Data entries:
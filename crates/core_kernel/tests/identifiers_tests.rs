//! Unit tests for identifiers and document numbering
//!
//! Tests cover identifier creation, parsing and display, and the
//! `PFX-YYYY-MM-NNNN` document number format.

use core_kernel::{
    ClaimId, ClientId, CoverageId, DocumentKind, DocumentNumber, NumberingError, NumberingPeriod,
    PolicyId, QuoteId, ThirdPartyId,
};
use uuid::Uuid;

mod identifier_tests {
    use super::*;

    #[test]
    fn test_new_generates_unique_ids() {
        assert_ne!(PolicyId::new(), PolicyId::new());
        assert_ne!(ClaimId::new_v7(), ClaimId::new_v7());
    }

    #[test]
    fn test_display_carries_prefix() {
        let uuid = Uuid::nil();
        assert_eq!(
            QuoteId::from_uuid(uuid).to_string(),
            "QUO-00000000-0000-0000-0000-000000000000"
        );
        assert_eq!(CoverageId::prefix(), "COV");
        assert_eq!(ThirdPartyId::prefix(), "TPY");
    }

    #[test]
    fn test_parse_with_and_without_prefix() {
        let id = ClientId::new();
        let with_prefix: ClientId = id.to_string().parse().unwrap();
        let bare: ClientId = id.as_uuid().to_string().parse().unwrap();
        assert_eq!(with_prefix, id);
        assert_eq!(bare, id);
    }

    #[test]
    fn test_parse_garbage_fails() {
        assert!("CLI-not-a-uuid".parse::<ClientId>().is_err());
    }

    #[test]
    fn test_uuid_conversions() {
        let uuid = Uuid::new_v4();
        let id = PolicyId::from(uuid);
        assert_eq!(Uuid::from(id), uuid);
    }

    #[test]
    fn test_serializes_as_bare_uuid() {
        let id = ClaimId::from_uuid(Uuid::nil());
        assert_eq!(
            serde_json::to_string(&id).unwrap(),
            "\"00000000-0000-0000-0000-000000000000\""
        );
    }

    #[test]
    fn test_v7_ids_are_time_ordered() {
        let first = ClaimId::new_v7();
        std::thread::sleep(std::time::Duration::from_millis(2));
        let second = ClaimId::new_v7();
        assert!(first < second);
    }
}

mod numbering_tests {
    use super::*;

    #[test]
    fn test_prefixes() {
        assert_eq!(DocumentKind::Quote.prefix(), "QTE");
        assert_eq!(DocumentKind::Policy.prefix(), "POL");
        assert_eq!(DocumentKind::Endorsement.prefix(), "AVE");
        assert_eq!(DocumentKind::Claim.prefix(), "SIN");
    }

    #[test]
    fn test_format_round_trip() {
        let number = DocumentNumber::new(DocumentKind::Policy, NumberingPeriod::new(2025, 6).unwrap(), 50);
        assert_eq!(number.to_string(), "POL-2025-06-0050");
        assert_eq!("POL-2025-06-0050".parse::<DocumentNumber>().unwrap(), number);
    }

    #[test]
    fn test_invalid_month() {
        assert_eq!(NumberingPeriod::new(2025, 0), Err(NumberingError::InvalidMonth(0)));
        assert!(matches!(
            "SIN-2025-00-0001".parse::<DocumentNumber>(),
            Err(NumberingError::InvalidMonth(0))
        ));
    }

    #[test]
    fn test_malformed_numbers() {
        for input in ["", "SIN", "SIN-2025-03", "SIN-2025-03-0001-9", "sin-2025-03-0001", "SIN-25-x-1"] {
            assert!(
                input.parse::<DocumentNumber>().is_err(),
                "{} should not parse",
                input
            );
        }
    }

    #[test]
    fn test_period_display() {
        assert_eq!(NumberingPeriod::new(2025, 3).unwrap().to_string(), "2025-03");
    }
}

**What needs to be done**
Show all of the lines above in which "InvalidMonth" is present.

**Answer to this exercise**
        assert_eq!(NumberingPeriod::new(2025, 0), Err(NumberingError::InvalidMonth(0)));
            Err(NumberingError::InvalidMonth(0))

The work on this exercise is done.